Wen es ohne große Umschweife von der Croisette direkt an die Rheinpromenade verschlägt, der bekommt ein ganz gutes Gefühl dafür, was es bedeutet, von der Hölle ins Paradies zu fahren. Zugegeben, der Vergleich mag auf den ersten Blick anmaßend erscheinen, zumal man es bei Cannes zweifelsohne mit dem glamurösesten unter den großen Filmfestivals zu tun hat, ganz zu Schweigen von der schier überwältigenden Fülle und Vielfältigkeit der dargebotenen Filme. Doch nach zwölf Tagen ununterbrochenen, zunehmend surrealen Festivalwahnsinns erweist sich das herzlich-familiär geführte Bildrausch Filmfest in Basel (25. bis 29. Mai) nicht nur als eine willkommene Abwechslung, sondern vor allem auch als hervorragende Therapie, um die ermüdeten Sehnerven zu regenerieren und sich einmal mehr vor Augen zu führen, wie wichtig es ist, dem künstlerisch-innovativen Kino nicht nur eine Plattform jenseits der großen Festivals zu verschaffen, sondern dem Filmprogramm durch eine kluge und mutige Auswahl zudem eigene, individuelle Note zu verleihen. Und wer einmal dem Charme des von dem Direktoren-Duo Nicole Reinhard und Beat Schneider geleiteten Autorenfilmfests verfallen ist, der wünschte, dass es überall so freundlich, entspannt und dabei filmisch anspruchsvoll zuginge wie im und um dem renommierten Stadtkino am Theaterplatz, dem Epizentrum des Bildrausch-Universums.

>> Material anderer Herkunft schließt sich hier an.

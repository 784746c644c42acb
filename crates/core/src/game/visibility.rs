//! Field of view around the player and the explored memory it feeds.
//! Recursive shadowcasting over transparent cells, limited to a Euclidean radius, then a line
//! check that keeps light from leaking around wall corners. Opaque cells on the boundary are lit.

use super::Game;
use crate::mapgen::bresenham;
use crate::state::Map;
use crate::types::Pos;

impl Game {
    /// Recomputes `visible` around the player and folds it into `explored`.
    pub fn update_fov(&mut self) {
        let Some(player) = self.world.get(self.player) else {
            log::warn!("field of view skipped: player entity missing");
            return;
        };
        let origin = player.pos;
        compute_fov(&mut self.world.map, origin, self.config.fov_radius);
        self.world.map.remember_visible();
    }
}

/// Replaces `map`'s visible set with the cells seen from `origin` within `radius`.
pub fn compute_fov(map: &mut Map, origin: Pos, radius: i32) {
    map.clear_visible();
    if !map.in_bounds(origin) {
        return;
    }
    map.set_visible(origin, true);
    let reach = i32::try_from(map.width.max(map.height)).unwrap_or(i32::MAX);
    let radius = radius.min(reach);
    for octant in 0..8 {
        scan_octant(map, origin, radius, octant);
    }

    let min_y = (origin.y - radius).max(0);
    let max_y = (origin.y + radius + 1).min(map.height as i32);
    let min_x = (origin.x - radius).max(0);
    let max_x = (origin.x + radius + 1).min(map.width as i32);
    for y in min_y..max_y {
        for x in min_x..max_x {
            let cell = Pos::new(x, y);
            if cell != origin && map.is_visible(cell) && !has_clear_line(map, origin, cell) {
                map.set_visible(cell, false);
            }
        }
    }
}

fn within_radius(origin: Pos, cell: Pos, radius: i32) -> bool {
    let dx = i64::from(cell.x - origin.x);
    let dy = i64::from(cell.y - origin.y);
    let radius = i64::from(radius);
    dx * dx + dy * dy <= radius * radius
}

/// Maps octant-local `(depth, offset)` to a map cell; depth runs away from `origin`.
fn octant_cell(origin: Pos, depth: i32, offset: i32, octant: u8) -> Pos {
    let (dx, dy) = match octant {
        0 => (offset, -depth),
        1 => (depth, -offset),
        2 => (depth, offset),
        3 => (offset, depth),
        4 => (-offset, depth),
        5 => (-depth, offset),
        6 => (-depth, -offset),
        _ => (-offset, -depth),
    };
    Pos::new(origin.x + dx, origin.y + dy)
}

/// Slope `num / den` measured from the octant's axis.
#[derive(Clone, Copy)]
struct Slope {
    num: i64,
    den: i64,
}

impl Slope {
    fn new(num: i32, den: i32) -> Self {
        Self { num: i64::from(num), den: i64::from(den) }
    }

    fn exceeds(self, other: Slope) -> bool {
        self.num * other.den > other.num * self.den
    }
}

/// One strip of rows still to scan, bounded by `low..high` slopes.
struct Span {
    depth: i32,
    low: Slope,
    high: Slope,
}

fn scan_octant(map: &mut Map, origin: Pos, radius: i32, octant: u8) {
    let mut pending = vec![Span { depth: 1, low: Slope::new(0, 1), high: Slope::new(1, 1) }];

    while let Some(Span { depth, low, mut high }) = pending.pop() {
        if depth > radius {
            continue;
        }
        let mut blocked_run = false;
        for offset in (0..=depth).rev() {
            let near = Slope::new(2 * offset - 1, 2 * depth + 1);
            let far = Slope::new(2 * offset + 1, 2 * depth - 1);
            if near.exceeds(high) || !far.exceeds(low) {
                continue;
            }
            let cell = octant_cell(origin, depth, offset, octant);
            if within_radius(origin, cell, radius) {
                map.set_visible(cell, true);
            }
            let opaque = !map.is_transparent(cell);
            match (opaque, blocked_run) {
                (true, false) => {
                    pending.push(Span { depth: depth + 1, low: far, high });
                    blocked_run = true;
                    high = near;
                }
                (true, true) => high = near,
                (false, _) => blocked_run = false,
            }
        }
        if !blocked_run {
            pending.push(Span { depth: depth + 1, low, high });
        }
    }
}

/// True when every cell strictly between `origin` and `target` lets light through.
fn has_clear_line(map: &Map, origin: Pos, target: Pos) -> bool {
    let line = bresenham(origin, target);
    line.len() < 3 || line[1..line.len() - 1].iter().all(|&cell| map.is_transparent(cell))
}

Zutiefst eigen und persönlich, wie die Atmosphäre drum herum, waren schließlich auch die beiden Gewinnerfilme des in diesem Jahr bereits zum sechsten Mal stattfindenden Festivals. Der eine, Cemetery of Splendour vom thailändischen Regisseur und Installationskünstler Apichatpong Weerasethakul, erzählt in sanft dahinfließenden Bildern von den in einen rätselhaften Tiefschlaf versunkenen Soldaten in einem Krankenhaus im ländlichen Norden Thailands, dem Geburtsort Weerasethakuls. An Stelle des Spitals befand sich einst der Kriegsfriedhof. Seine Eltern waren früher Ärzte im Krankenhaus, das wiederum einst als Volksschule fungierte, und die Zeit, die er als Junge selbst umringt von Patienten, Besuchern und Pflegepersonal verbrachte, spiegelt sich in den Begegnungen wider, an denen dieser leise aufwühlende Film die Zuschauer teilhaben lässt. Die Verbindungen und Assoziationen, die der Meister des traumwandlerischen Kinos aus seiner Prämisse knüpft, verschmelzen auf gewohnt phantastische und spirituelle Weise mit den mysteriösen Bewusstseins- und Gemütszuständen, innerhalb derer Weerasethakuls Figuren stets wandeln, ohne dass sie jemals Gefahr laufen würden, ihre unmittelbare Haftung in der Gegenwart zu verlieren. Und was noch schöner ist: Bei allem Tiefgang, aller Mystik und Vergangenheitsbewältigung, die den Arbeiten des umtriebigen Künstlers stets eingeschrieben ist, bewahren sich seine Filme ebenso hartnäckig einen leichtfüßigen und leicht seltsamen Humor, der sich im Einklang mit der Poesie und Mystery der Bilder und Geschichten jeweils zu einem lohnenden, lange nachsinnenden Filmerlebnis vereint. Auch Cemetery of Splendour macht in dieser Hinsicht keine Ausnahme.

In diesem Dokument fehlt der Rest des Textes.